Junkermann: Konkret erhoffe ich mir auch einen Impuls mit Blick auf die Kirchen der Reformation. Ich würde mich sehr freuen, wenn zum äußerlichen Entgegenkommen des Papstes auch das theologische kommt, die reformatorischen Kirchen als Kirche anzusehen und sie nicht nur als kirchliche Gemeinschaften zu bezeichnen, wie dies seit dem Jahr 2000 leider formuliert wird.
Das gemeinsame Abendmahl konfessionsverbindender Ehepaare ist eine der wichtigsten ökumenischen Fragen der Gegenwart. Foto: iStockphoto
Der Papstbesuch ist ein kurzfristiges Ereignis, auf das sich für wenige Tage die Aufmerksamkeit der Öffentlichkeit richten wird. Sehen Sie einen nachhaltigen Nutzen des Besuchs für die Kirchen in Mitteldeutschland?
Junkermann: Ein nachhaltiger Nutzen wird bestimmt sein, dass die katholischen Mitchristen gestärkt werden und ihre Situation auch stärker in den Blick der Weltkirche kommt. In dieser Region kommt es nicht nur darauf an, zwischen den Konfessionen ins Gespräch zu kommen, sondern auch mit den Nichtchristen. Ich hoffe, dass dies gefördert wird.
Im politischen Raum werden die Kosten des Staatsbesuchs von Papst Benedikt XVI. kritisiert, unter anderem von Vertretern der Linken. Was halten Sie von dieser Kostendiskussion?
Junkermann: Die Diskussion ist verständlich, aber sie müsste im Bezug auf jeden Staatsbesuch gestellt werden. Es ist gut, dass in einer Demokratie solche Fragen aufgeworfen und in den gesellschaftlichen Diskurs gegeben werden.
Was wird für Sie der Höhepunkt dieses Besuchs?
Junkermann: Es ist ein wichtiges Zeichen, dass wir gemeinsam einen Gottesdienst feiern. Wir werden dort gemeinsam auf Gottes Wort hören, und wir werden uns Gottes Wort vom Papst auslegen lassen. Darauf freue ich mich.

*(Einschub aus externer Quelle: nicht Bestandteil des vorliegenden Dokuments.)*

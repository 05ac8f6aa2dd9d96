use sea_orm::{DatabaseConnection, DbErr, SqlErr};
use std::collections::BTreeMap;

use crate::server::{
    data::member::MemberRepository,
    error::AppError,
    model::member::{
        AddMemberOutcome, BatchGroup, CreateMemberParams, ExploreResult, Member,
        BATCHED_CATEGORIES,
    },
};

pub struct MemberService<'a> {
    db: &'a DatabaseConnection,
}

impl<'a> MemberService<'a> {
    pub fn new(db: &'a DatabaseConnection) -> Self {
        Self { db }
    }

    /// Adds a member after checking the student ID is not already taken.
    ///
    /// Blank student IDs skip the check. A duplicate found by the check aborts the add
    /// without writing anything. If a concurrent add wins the race between the check and
    /// the insert, the store's unique constraint rejects this insert and the caller
    /// receives `AppError::Conflict`.
    ///
    /// # Returns
    /// - `Ok(AddMemberOutcome::Created(_))` - Member stored
    /// - `Ok(AddMemberOutcome::DuplicateStudentId(_))` - Student ID already in use
    /// - `Err(AppError::BadRequest(_))` - Category is blank
    /// - `Err(AppError::Conflict(_))` - Lost the race on the student ID
    /// - `Err(AppError::DbErr(_))` - Any other database failure
    pub async fn add(&self, params: CreateMemberParams) -> Result<AddMemberOutcome, AppError> {
        if params.category.trim().is_empty() {
            return Err(AppError::BadRequest("Category is required".to_string()));
        }

        let repo = MemberRepository::new(self.db);

        if let Some(student_id) = params.student_id.as_deref() {
            if repo.find_by_student_id(student_id).await?.is_some() {
                return Ok(AddMemberOutcome::DuplicateStudentId(student_id.to_string()));
            }
        }

        let student_id = params.student_id.clone();

        let member = repo
            .create(params)
            .await
            .map_err(|err| map_create_err(err, student_id.as_deref()))?;

        tracing::info!("Added member {} ({})", member.id, member.category);

        Ok(AddMemberOutcome::Created(member))
    }

    pub async fn get_by_id(&self, id: i32) -> Result<Option<Member>, AppError> {
        Ok(MemberRepository::new(self.db).find_by_id(id).await?)
    }

    /// Gets all members, most recently created first
    pub async fn get_all(&self) -> Result<Vec<Member>, AppError> {
        Ok(MemberRepository::new(self.db).get_all().await?)
    }

    /// Builds the explore view of a category.
    ///
    /// Members are filtered to the exact category and, when `search` is non-empty, to
    /// those whose student ID contains `search` (case-sensitive). Batched categories are
    /// grouped by batch label with groups in descending label order; members keep the
    /// student ID order within each group. Other categories return a flat list.
    pub async fn explore(
        &self,
        category: &str,
        search: Option<&str>,
    ) -> Result<ExploreResult, AppError> {
        let members = MemberRepository::new(self.db)
            .get_by_category(category)
            .await?;

        let members = match search.filter(|s| !s.is_empty()) {
            Some(search) => members
                .into_iter()
                .filter(|m| {
                    m.student_id
                        .as_deref()
                        .is_some_and(|student_id| student_id.contains(search))
                })
                .collect(),
            None => members,
        };

        if BATCHED_CATEGORIES.contains(&category) {
            Ok(ExploreResult::Batched(group_by_batch(members)))
        } else {
            Ok(ExploreResult::Flat(members))
        }
    }

    /// Deletes a member; deleting a missing ID is a no-op
    pub async fn delete(&self, id: i32) -> Result<bool, AppError> {
        let deleted = MemberRepository::new(self.db).delete(id).await?;

        if deleted {
            tracing::info!("Deleted member {}", id);
        }

        Ok(deleted)
    }
}

/// Groups members by batch label, ordered by label descending.
fn group_by_batch(members: Vec<Member>) -> Vec<BatchGroup> {
    let mut batches: BTreeMap<String, Vec<Member>> = BTreeMap::new();

    for member in members {
        batches
            .entry(member.batch_label().to_string())
            .or_default()
            .push(member);
    }

    batches
        .into_iter()
        .rev()
        .map(|(batch, members)| BatchGroup { batch, members })
        .collect()
}

/// Maps a failed member insert to the error returned to the caller.
///
/// A unique constraint violation means another add claimed the student ID after the
/// duplicate check passed; it becomes `AppError::Conflict`. Anything else stays a
/// database error.
pub(crate) fn map_create_err(err: DbErr, student_id: Option<&str>) -> AppError {
    match err.sql_err() {
        Some(SqlErr::UniqueConstraintViolation(_)) => AppError::Conflict(format!(
            "Student ID {} already exists",
            student_id.unwrap_or_default()
        )),
        _ => err.into(),
    }
}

Der frühere Leiter des Konfessionskundlichen Instituts, der evangelische Theologe Reinhard Frieling, hat in der "Zeit"-Beilage "Christ und Welt" vorgeschlagen, dem Papst die Rolle eines "Ehrenoberhaupts der Christenheit " anzutragen. Ähnliche Gedanken hatte vor Jahren auch der bayerische Landesbischof Johannes Friedrich geäußert. Was halten Sie von dieser Idee?
Junkermann: Hinter dieser Idee steckt die Sehnsucht nach sichtbarer Einheit, auch nach Stärke in einer multireligösen Weltgesellschaft. Ich denke, dass wir Vielfalt nicht nur negativ verstehen sollten. Vielfalt und Unterschiedlichkeit der Kirchen muss ja nicht nur als ein Versagen der Christen in Sachen Einheit verstanden werden. Ich denke immer mehr, die Vielfalt der verschiedenen Kirchen und Glaubensrichtungen sind in gleichem, wenn nicht gar größerem Maß, Wirkung des Heiligen Geistes. So, dass keine Kirche "alles" oder das "ganze" hat - sondern dies allein Gott und Jesus Christus und dem Heiligen Geist vorbehalten bleibt. Wenn wir unsere Verschiedenheit annehmen und immer wieder nach dem gemeinsamen Zeugnis suchen, bleiben wir auf dem Weg, das Evangelium im Alltag der Welt und in ganz unterschiedlichen Kontexten und Traditionen zu bezeugen. Und wir bleiben darin angewiesen, der allein Einheit schafft, in dem er uns Verschiedene an seinen Einen Tisch einlädt.
Ilse Junkermann (54) ist seit 2009 Bischöfin der Evangelischen Kirche in Mitteldeutschland. Die gebürtige Württembergerin arbeitete nach dem Theologiestudium als Pfarrerin in Horb am Neckar und Stuttgart. Danach war sie unter anderem Studienleiterin für Pastoraltheologie und Predigtlehre am Pfarrseminar in Stuttgart-Birkach und seit 1997 Leiterin des Dezernats Theologische Ausbildung und Pfarrdienst der württenbergischen Landeskirche.